A investigação cumpriu 25 mandados de busca e apreensão e resultou na prisão de dois servidores da Abin. A PF suspeitava do uso do programa para monitorar opositores ao governo Bolsonaro. Dados revelaram que a Abin usou o First Mile mais de 60 mil vezes “para fins ilícitos de monitoramento de alvos de interesse político”. A operação mais recente da PF sobre o caso, a Vigilância Aproximada, teve como alvo o deputado Alexandre Ramagem (PL-RJ), ex-chefe da Abin no período de 2019 a 2022, e Carlos Bolsonaro (Republicanos-RJ), filho do ex-presidente.
“O impacto é a espionagem em si, o fato de você saber que você estava realizando o seu trabalho, exercendo a sua profissão e estava sendo alvo de uma investigação criminosa, por parte de um órgão no governo”, avalia Octávio Costa, presidente da ABI. “O objetivo é ameaçar mesmo, o objetivo é intimidar, coibir de você fazer o seu trabalho, coibir de você exercer a sua profissão”, pontuou.
No pedido feito ao presidente do STF, Luís Roberto Barroso, as entidades descrevem a liberdade de imprensa como um dos pilares da democracia e para os profissionais de comunicação – e, nesse contexto, o sigilo da fonte é instrumento essencial. A intenção do requerimento é verificar a extensão da espionagem e se houve o comprometimento da identidade de alguma fonte para que o caso seja judicializado.
A presidente da Fenaj, Samira de Castro, lembra o processo de “institucionalização da violência contra a imprensa” que marcou o governo Bolsonaro. Segundo relatório da instituição, citado no pedido, entre 2019 e 2022 o ex-presidente fez uma média de 142,5 ataques a veículos de comunicação e jornalistas.
“É necessário compreender, a partir dos nomes divulgados, quem são esses profissionais e por que eles foram monitorados. Certamente, teremos elementos para reforçar a necessidade de proteção ao direito constitucional do sigilo da fonte e garantia do livre exercício profissional”, justificou.
O presidente do SJSP, Thiago Tanji, considera que o escândalo de espionagem de jornalistas seria tão grave quanto a tentativa explícita de invalidar o resultado democrático das eleições, e que, por isso, deve agir judicial e criminalmente em função dos danos morais coletivos à categoria dos jornalistas e aos alvos do monitoramento ilegal.
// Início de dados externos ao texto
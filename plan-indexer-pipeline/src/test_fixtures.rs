//! Plan payloads and a recording search index shared by the unit tests.

use std::collections::HashSet;
use std::sync::{Arc, Mutex};

use async_trait::async_trait;
use plan_indexer_repository::{
    DeleteDocumentRequest, IndexDocumentRequest, SearchIndexClient, SearchIndexError,
    SearchIndexProvider,
};
use plan_indexer_shared::Entity;
use serde_json::json;

pub const PLAN_ID: &str = "12xvxc345ssdsds-508";

/// A plan with one cost share and two linked plan services, each holding a
/// linked service and its own cost share: eight identifiable objects.
pub fn sample_plan() -> Entity {
    Entity::from_value(json!({
        "planCostShares": {
            "deductible": 2000,
            "_org": "example.com",
            "copay": 23,
            "objectId": "1234vxc2324sdf-501",
            "objectType": "membercostshare"
        },
        "linkedPlanServices": [
            {
                "linkedService": {
                    "_org": "example.com",
                    "objectId": "1234520xvc30asdf-502",
                    "objectType": "service",
                    "name": "Yearly physical"
                },
                "planserviceCostShares": {
                    "deductible": 10,
                    "_org": "example.com",
                    "copay": 0,
                    "objectId": "1234512xvc1314asdf-501",
                    "objectType": "membercostshare"
                },
                "_org": "example.com",
                "objectId": "27283xvx9asdff-504",
                "objectType": "planservice"
            },
            {
                "linkedService": {
                    "_org": "example.com",
                    "objectId": "1234520xvc30sfs-505",
                    "objectType": "service",
                    "name": "well baby"
                },
                "planserviceCostShares": {
                    "deductible": 10,
                    "_org": "example.com",
                    "copay": 175,
                    "objectId": "1234512xvc1314sdfsd-506",
                    "objectType": "membercostshare"
                },
                "_org": "example.com",
                "objectId": "27283xvx9sdf-507",
                "objectType": "planservice"
            }
        ],
        "_org": "example.com",
        "objectId": PLAN_ID,
        "objectType": "plan",
        "planType": "inNetwork",
        "creationDate": "12-12-2017"
    }))
    .unwrap()
}

/// A plan with a cost share and two flat linked services.
pub fn small_plan(plan_id: &str) -> Entity {
    Entity::from_value(json!({
        "objectId": plan_id,
        "objectType": "plan",
        "planType": "inNetwork",
        "planCostShares": { "objectId": format!("{}-cs", plan_id), "objectType": "membercostshare", "copay": 23 },
        "linkedPlanServices": [
            { "objectId": format!("{}-s1", plan_id), "objectType": "planservice" },
            { "objectId": format!("{}-s2", plan_id), "objectType": "planservice" }
        ]
    }))
    .unwrap()
}

/// A write observed by the [`RecordingProvider`].
#[derive(Debug, Clone, PartialEq, Eq)]
pub enum IndexCall {
    Index { id: String, routing: Option<String> },
    Delete(String),
}

#[derive(Default)]
struct Recording {
    calls: Mutex<Vec<IndexCall>>,
    failing: Mutex<HashSet<String>>,
}

/// Search index that records every call and can fail chosen ids.
#[derive(Clone, Default)]
pub struct RecordingProvider {
    recording: Arc<Recording>,
}

impl RecordingProvider {
    pub fn new() -> Self {
        Self::default()
    }

    /// A client over a clone of this provider.
    pub fn client(&self) -> Arc<SearchIndexClient> {
        Arc::new(SearchIndexClient::new(Box::new(self.clone())))
    }

    pub fn fail_on(&self, id: &str) {
        self.recording.failing.lock().unwrap().insert(id.to_string());
    }

    pub fn heal(&self) {
        self.recording.failing.lock().unwrap().clear();
    }

    pub fn calls(&self) -> Vec<IndexCall> {
        self.recording.calls.lock().unwrap().clone()
    }

    pub fn indexed_ids(&self) -> Vec<String> {
        self.calls()
            .into_iter()
            .filter_map(|call| match call {
                IndexCall::Index { id, .. } => Some(id),
                IndexCall::Delete(_) => None,
            })
            .collect()
    }

    pub fn deleted_ids(&self) -> Vec<String> {
        self.calls()
            .into_iter()
            .filter_map(|call| match call {
                IndexCall::Delete(id) => Some(id),
                IndexCall::Index { .. } => None,
            })
            .collect()
    }

    fn fails(&self, id: &str) -> bool {
        self.recording.failing.lock().unwrap().contains(id)
    }
}

#[async_trait]
impl SearchIndexProvider for RecordingProvider {
    async fn index_document(&self, request: &IndexDocumentRequest) -> Result<(), SearchIndexError> {
        if self.fails(&request.document_id) {
            return Err(SearchIndexError::index("Mock failure"));
        }
        self.recording.calls.lock().unwrap().push(IndexCall::Index {
            id: request.document_id.clone(),
            routing: request.routing.clone(),
        });
        Ok(())
    }

    async fn delete_document(&self, request: &DeleteDocumentRequest) -> Result<(), SearchIndexError> {
        if self.fails(&request.document_id) {
            return Err(SearchIndexError::delete("Mock failure"));
        }
        self.recording
            .calls
            .lock()
            .unwrap()
            .push(IndexCall::Delete(request.document_id.clone()));
        Ok(())
    }

    async fn ensure_index_exists(&self) -> Result<(), SearchIndexError> {
        Ok(())
    }

    async fn health_check(&self) -> Result<bool, SearchIndexError> {
        Ok(true)
    }
}
//! Identifier enumeration.
//!
//! Collects every `objectId` in an entity graph so that all of the entity's
//! documents can be purged from the search index. Walks the tree exactly like
//! the [`Decomposer`](super::Decomposer) does.

use plan_indexer_shared::{object_id_of, Entity, Fields, Node};

/// Lists the identifiers belonging to an entity.
#[derive(Debug, Clone, Default)]
pub struct KeyEnumerator;

impl KeyEnumerator {
    pub fn new() -> Self {
        Self
    }

    /// All `objectId`s of the entity, children before their enclosing object.
    pub fn enumerate_ids(&self, entity: &Entity) -> Vec<String> {
        let mut ids = Vec::new();
        collect_object(entity.fields(), &mut ids);
        ids
    }
}

fn collect_object(fields: &Fields, ids: &mut Vec<String>) {
    for node in fields.values() {
        collect_node(node, ids);
    }
    if let Some(object_id) = object_id_of(fields) {
        ids.push(object_id);
    }
}

fn collect_node(node: &Node, ids: &mut Vec<String>) {
    match node {
        Node::Object(fields) => collect_object(fields, ids),
        Node::Array(items) => {
            for item in items {
                collect_node(item, ids);
            }
        }
        Node::Scalar(_) => {}
    }
}

#[cfg(test)]
mod tests {
    use super::*;
    use crate::processor::Decomposer;
    use crate::test_fixtures::{sample_plan, small_plan, PLAN_ID};
    use serde_json::json;
    use std::collections::BTreeSet;

    /// The right-hand side of every composite key the decomposer produces.
    fn decomposed_ids(entity: &Entity) -> BTreeSet<String> {
        Decomposer::new()
            .decompose(entity)
            .values()
            .map(|doc| doc.object_id.clone())
            .collect()
    }

    fn enumerated_ids(entity: &Entity) -> BTreeSet<String> {
        KeyEnumerator::new().enumerate_ids(entity).into_iter().collect()
    }

    #[test]
    fn test_enumerate_sample_plan() {
        let ids = KeyEnumerator::new().enumerate_ids(&sample_plan());

        assert_eq!(ids.len(), 8);
        // The root closes the walk.
        assert_eq!(ids.last().map(String::as_str), Some(PLAN_ID));
        assert!(ids.contains(&"1234520xvc30sfs-505".to_string()));
    }

    #[test]
    fn test_children_come_before_parent() {
        let ids = KeyEnumerator::new().enumerate_ids(&sample_plan());
        let position = |id: &str| ids.iter().position(|x| x == id).unwrap();

        assert!(position("1234520xvc30asdf-502") < position("27283xvx9asdff-504"));
        assert!(position("1234512xvc1314sdfsd-506") < position("27283xvx9sdf-507"));
    }

    #[test]
    fn test_enumeration_is_restartable() {
        let enumerator = KeyEnumerator::new();
        let plan = sample_plan();
        assert_eq!(enumerator.enumerate_ids(&plan), enumerator.enumerate_ids(&plan));
    }

    #[test]
    fn test_matches_decomposer_on_fixtures() {
        for entity in [sample_plan(), small_plan("p1"), Entity::default()] {
            assert_eq!(enumerated_ids(&entity), decomposed_ids(&entity));
        }
    }

    #[test]
    fn test_matches_decomposer_on_irregular_shapes() {
        let shapes = vec![
            json!({
                "objectId": "root",
                "meta": { "owner": { "objectId": "o1" }, "flags": [true, false] },
                "matrix": [[{ "objectId": "m1" }, { "objectId": "m2", "inner": { "objectId": "m3" } }]],
                "group": { "objectId": "g", "0": { "objectId": "x" }, "12": { "objectId": "y" } }
            }),
            json!({ "objectId": 7, "child": { "objectId": 8 } }),
            json!({ "noId": { "objectId": "orphan" } }),
            json!({ "objectId": "", "child": { "objectId": "c" } }),
        ];

        for shape in shapes {
            let entity = Entity::from_value(shape).unwrap();
            assert_eq!(enumerated_ids(&entity), decomposed_ids(&entity));
        }
    }

    #[test]
    fn test_matches_decomposer_on_generated_trees() {
        // Deterministic fan-out trees of increasing depth and width.
        fn build(prefix: &str, depth: usize, width: usize) -> serde_json::Value {
            let mut object = serde_json::Map::new();
            object.insert("objectId".into(), json!(prefix));
            object.insert("objectType".into(), json!("node"));
            if depth > 0 {
                let children: Vec<_> = (0..width)
                    .map(|i| build(&format!("{}.{}", prefix, i), depth - 1, width))
                    .collect();
                object.insert("items".into(), json!(children));
                object.insert(
                    "single".into(),
                    build(&format!("{}.s", prefix), depth - 1, 1),
                );
            }
            serde_json::Value::Object(object)
        }

        for depth in 0..4 {
            for width in 1..4 {
                let entity = Entity::from_value(build("r", depth, width)).unwrap();
                let enumerated = enumerated_ids(&entity);
                assert_eq!(enumerated, decomposed_ids(&entity));
                assert_eq!(
                    enumerated.len(),
                    KeyEnumerator::new().enumerate_ids(&entity).len()
                );
            }
        }
    }
}
//! OpenSearch client implementation.
//!
//! This module provides the concrete implementation of `SearchIndexProvider`
//! using the OpenSearch Rust client.

use async_trait::async_trait;
use opensearch::{
    http::transport::{SingleNodeConnectionPool, TransportBuilder},
    indices::{IndicesCreateParts, IndicesExistsParts},
    DeleteParts, IndexParts, OpenSearch,
};
use tracing::{debug, error, info};
use url::Url;

use crate::errors::SearchIndexError;
use crate::interfaces::SearchIndexProvider;
use crate::opensearch::index_config::{get_index_settings, IndexConfig};
use crate::types::{DeleteDocumentRequest, IndexDocumentRequest};

/// OpenSearch client implementation.
///
/// # Example
///
/// ```ignore
/// use plan_indexer_repository::opensearch::IndexConfig;
/// let client = OpenSearchClient::new("http://localhost:9200", IndexConfig::default()).await?;
/// client.ensure_index_exists().await?;
/// ```
pub struct OpenSearchClient {
    client: OpenSearch,
    index_config: IndexConfig,
}

impl OpenSearchClient {
    /// Create a new OpenSearch client connected to the specified URL.
    ///
    /// # Arguments
    ///
    /// * `url` - The OpenSearch server URL (e.g., "http://localhost:9200")
    /// * `index_config` - The index name and join field
    ///
    /// # Returns
    ///
    /// * `Ok(OpenSearchClient)` - A new client instance
    /// * `Err(SearchIndexError)` - If connection setup fails
    pub async fn new(url: &str, index_config: IndexConfig) -> Result<Self, SearchIndexError> {
        let parsed_url =
            Url::parse(url).map_err(|e| SearchIndexError::connection(e.to_string()))?;

        let conn_pool = SingleNodeConnectionPool::new(parsed_url);
        let transport = TransportBuilder::new(conn_pool)
            .disable_proxy()
            .build()
            .map_err(|e| SearchIndexError::connection(e.to_string()))?;

        let client = OpenSearch::new(transport);

        info!(
            url = %url,
            index = %index_config.name,
            join_field = %index_config.join_field,
            "Created OpenSearch client"
        );

        Ok(Self {
            client,
            index_config,
        })
    }

    pub fn index_config(&self) -> &IndexConfig {
        &self.index_config
    }
}

#[async_trait]
impl SearchIndexProvider for OpenSearchClient {
    /// Write a document with its routing value.
    ///
    /// An existing document with the same id is replaced.
    async fn index_document(&self, request: &IndexDocumentRequest) -> Result<(), SearchIndexError> {
        let mut call = self
            .client
            .index(IndexParts::IndexId(&self.index_config.name, &request.document_id))
            .body(request.body.clone());

        if let Some(routing) = request.routing.as_deref() {
            call = call.routing(routing);
        }

        let response = call
            .send()
            .await
            .map_err(|e| SearchIndexError::index(e.to_string()))?;

        let status = response.status_code();
        if !status.is_success() {
            let error_body = response.text().await.unwrap_or_default();
            error!(status = %status, body = %error_body, "Index request failed");
            return Err(SearchIndexError::index(format!(
                "Index failed with status {}: {}",
                status, error_body
            )));
        }

        debug!(
            doc_id = %request.document_id,
            routing = ?request.routing,
            "Document indexed"
        );
        Ok(())
    }

    /// Delete a document by id. A missing document is not an error.
    async fn delete_document(&self, request: &DeleteDocumentRequest) -> Result<(), SearchIndexError> {
        let response = self
            .client
            .delete(DeleteParts::IndexId(&self.index_config.name, &request.document_id))
            .send()
            .await
            .map_err(|e| SearchIndexError::delete(e.to_string()))?;

        let status = response.status_code();

        // 404 is acceptable - document may not exist
        if !status.is_success() && status.as_u16() != 404 {
            let error_body = response.text().await.unwrap_or_default();
            error!(status = %status, body = %error_body, "Delete request failed");
            return Err(SearchIndexError::delete(format!(
                "Delete failed with status {}: {}",
                status, error_body
            )));
        }

        debug!(doc_id = %request.document_id, "Document deleted");
        Ok(())
    }

    async fn ensure_index_exists(&self) -> Result<(), SearchIndexError> {
        let index = self.index_config.name.as_str();

        let exists = self
            .client
            .indices()
            .exists(IndicesExistsParts::Index(&[index]))
            .send()
            .await
            .map_err(|e| SearchIndexError::connection(e.to_string()))?;

        if exists.status_code().is_success() {
            debug!(index = %index, "Index already exists");
            return Ok(());
        }

        let response = self
            .client
            .indices()
            .create(IndicesCreateParts::Index(index))
            .body(get_index_settings(&self.index_config.join_field))
            .send()
            .await
            .map_err(|e| SearchIndexError::index_creation(e.to_string()))?;

        let status = response.status_code();
        if !status.is_success() {
            let error_body = response.text().await.unwrap_or_default();
            // Another instance may have created it between the two calls.
            if error_body.contains("resource_already_exists_exception") {
                return Ok(());
            }
            error!(status = %status, body = %error_body, "Index creation failed");
            return Err(SearchIndexError::index_creation(format!(
                "Index creation failed with status {}: {}",
                status, error_body
            )));
        }

        info!(index = %index, "Created plan index");
        Ok(())
    }

    async fn health_check(&self) -> Result<bool, SearchIndexError> {
        let response = self
            .client
            .ping()
            .send()
            .await
            .map_err(|e| SearchIndexError::connection(e.to_string()))?;

        Ok(response.status_code().is_success())
    }
}
use plan_indexer::observability::init_logging;
use plan_indexer::{Dependencies, IndexerError, Settings};
use tracing::{error, info};

#[tokio::main]
async fn main() -> Result<(), IndexerError> {
    dotenv::dotenv().ok();

    let settings = Settings::from_env()?;
    init_logging(settings.log_format);

    let dependencies = match Dependencies::new(&settings).await {
        Ok(dependencies) => dependencies,
        Err(e) => {
            error!(error = %e, "Failed to initialize dependencies");
            return Err(e);
        }
    };

    let stats = dependencies.orchestrator.run().await?;
    info!(acked = stats.acked, discarded = stats.discarded, "Plan indexer stopped");

    Ok(())
}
“A gente acredita que é importante ter essa atuação diante das entidades ou dos órgãos de justiça competentes. Isso é uma maneira não só de publicizar a nossa posição, mas também defender algo que pra gente é essencial”, pontuou Tanji.
O STF já recebeu outros pedidos para revelar os alvos da Abin paralela, incluindo uma solicitação do presidente do Senado, Rodrigo Pacheco (PSD-MG), visando descobrir a lista de deputados e senadores vítimas do esquema de monitoramento ilegal.
Em resposta à Agência Pública, o STF, por meio de sua assessoria de imprensa, informou que o processo está sob sigilo e que não há prazo definido para que o pedido das entidades seja atendido.